Exercise
Find the lines in the records that carry the word "summary". Copy each one.

.....

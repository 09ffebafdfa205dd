//! Engine values rendered as API bodies. Kobo becomes naira here.

use api_types::{
    admin::{AuditEntry, Setting},
    allocation::{AllocationResponse, MonthlyAllocation, RecentAllocation},
    payment::Payment,
    user::UserView,
    withdrawal::{Withdrawal, WithdrawalOverview},
};

pub(crate) fn user(user: &engine::User) -> UserView {
    UserView {
        id: user.id,
        name: user.name.clone(),
        email: user.email.clone(),
        phone: user.phone.clone(),
        role: user.role.as_str().to_string(),
        cooperative_id: user.cooperative_id,
    }
}

pub(crate) fn allocation(summary: engine::AllocationSummary) -> AllocationResponse {
    AllocationResponse {
        share_role: summary.share_role.as_str().to_string(),
        percentage: summary.percentage.as_percent(),
        raw_total: summary.tally.raw_total.to_naira(),
        member_registrations: summary.tally.member_count,
        cooperative_registrations: summary.tally.cooperative_count,
        super_admin_carve_out: summary.super_admin_carve_out.to_naira(),
        total_allocation: summary.total_allocation.to_naira(),
        recent: summary
            .recent
            .into_iter()
            .map(|recent| RecentAllocation {
                reference: recent.fee.reference,
                amount: recent.fee.amount.to_naira(),
                registration_kind: recent.fee.kind.map(|kind| kind.as_str().to_string()),
                description: recent.fee.description,
                allocation: recent.allocation.to_naira(),
                created_at: recent.fee.created_at,
            })
            .collect(),
        monthly: summary
            .monthly
            .into_iter()
            .map(|month| MonthlyAllocation {
                month: month.window.label(),
                raw_total: month.tally.raw_total.to_naira(),
                member_registrations: month.tally.member_count,
                cooperative_registrations: month.tally.cooperative_count,
                super_admin_carve_out: month.super_admin_carve_out.to_naira(),
                allocation: month.allocation.to_naira(),
            })
            .collect(),
    }
}

pub(crate) fn withdrawal(withdrawal: engine::Withdrawal) -> Withdrawal {
    Withdrawal {
        id: withdrawal.id,
        user_id: withdrawal.user_id,
        share_role: withdrawal.share_role.as_str().to_string(),
        amount: withdrawal.amount.to_naira(),
        reason: withdrawal.reason,
        status: withdrawal.status.as_str().to_string(),
        requested_at: withdrawal.requested_at,
        processed_at: withdrawal.processed_at,
    }
}

pub(crate) fn withdrawal_overview(overview: engine::WithdrawalOverview) -> WithdrawalOverview {
    WithdrawalOverview {
        available_balance: overview.available.to_naira(),
        total_allocation: overview.allocation.to_naira(),
        pending: overview.pending.to_naira(),
        withdrawals: overview.recent.into_iter().map(withdrawal).collect(),
    }
}

pub(crate) fn setting(setting: engine::Setting) -> Setting {
    Setting {
        key: setting.key,
        value: setting.value,
        stored: setting.stored,
        updated_at: setting.updated_at,
    }
}

pub(crate) fn audit_entry(entry: engine::AuditEntry) -> AuditEntry {
    AuditEntry {
        id: entry.id,
        actor_id: entry.actor_id,
        action: entry.action,
        subject: entry.subject,
        created_at: entry.created_at,
    }
}

pub(crate) fn payment(tx: engine::Transaction) -> Payment {
    Payment {
        reference: tx.reference,
        amount: tx.amount.to_naira(),
        status: tx.status.as_str().to_string(),
        description: tx.description,
        created_at: tx.created_at,
    }
}
//! Internal helpers for input validation.
//!
//! These utilities are **not** part of the public API.

use unicode_normalization::UnicodeNormalization;

use crate::{EngineError, ResultEngine};

/// Trim `value` and reject it when empty.
pub(crate) fn required_text(value: &str, label: &str) -> ResultEngine<String> {
    let trimmed = value.trim();
    if trimmed.is_empty() {
        return Err(EngineError::InvalidInput(format!("{label} must not be empty")));
    }
    Ok(trimmed.to_string())
}

/// Trimmed, NFC-normalised display name.
///
/// Names typed on phones mix composed and decomposed accents ("Adéolá");
/// normalising keeps lookups and unique checks stable.
pub(crate) fn display_name(value: &str, label: &str) -> ResultEngine<String> {
    let name: String = required_text(value, label)?.nfc().collect();
    Ok(name)
}

/// Trim `value`, mapping blank strings to `None`.
pub(crate) fn optional_text(value: Option<&str>) -> Option<String> {
    value
        .map(str::trim)
        .filter(|s| !s.is_empty())
        .map(ToString::to_string)
}

#[cfg(test)]
mod tests {
    use super::*;

    #[test]
    fn blank_text_is_rejected_or_dropped() {
        assert!(required_text("   ", "reason").is_err());
        assert_eq!(required_text(" payout ", "reason").unwrap(), "payout");
        assert_eq!(optional_text(Some("  ")), None);
        assert_eq!(optional_text(Some(" RC123 ")), Some("RC123".to_string()));
        assert_eq!(optional_text(None), None);
    }

    #[test]
    fn display_names_are_nfc() {
        let decomposed = "Ade\u{301}ola";
        assert_eq!(display_name(decomposed, "name").unwrap(), "Ad\u{e9}ola");
    }
}
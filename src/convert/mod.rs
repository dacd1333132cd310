// Frame conversion: planar YUV 4:2:0 to packed RGBA.

pub mod yuv;

pub use yuv::convert;
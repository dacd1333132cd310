// Pipeline settings: types and JSON persistence.

pub mod store;
pub mod types;
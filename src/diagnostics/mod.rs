// Diagnostics: per-session frame counters and rates.

pub mod stats;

.....

Response area
pub(crate) fn allocation(summary: engine::AllocationSummary) -> AllocationResponse {
        share_role: summary.share_role.as_str().to_string(),
        percentage: summary.percentage.as_percent(),
        raw_total: summary.tally.raw_total.to_naira(),
        member_registrations: summary.tally.member_count,
        cooperative_registrations: summary.tally.cooperative_count,
        super_admin_carve_out: summary.super_admin_carve_out.to_naira(),
        total_allocation: summary.total_allocation.to_naira(),
        recent: summary
        monthly: summary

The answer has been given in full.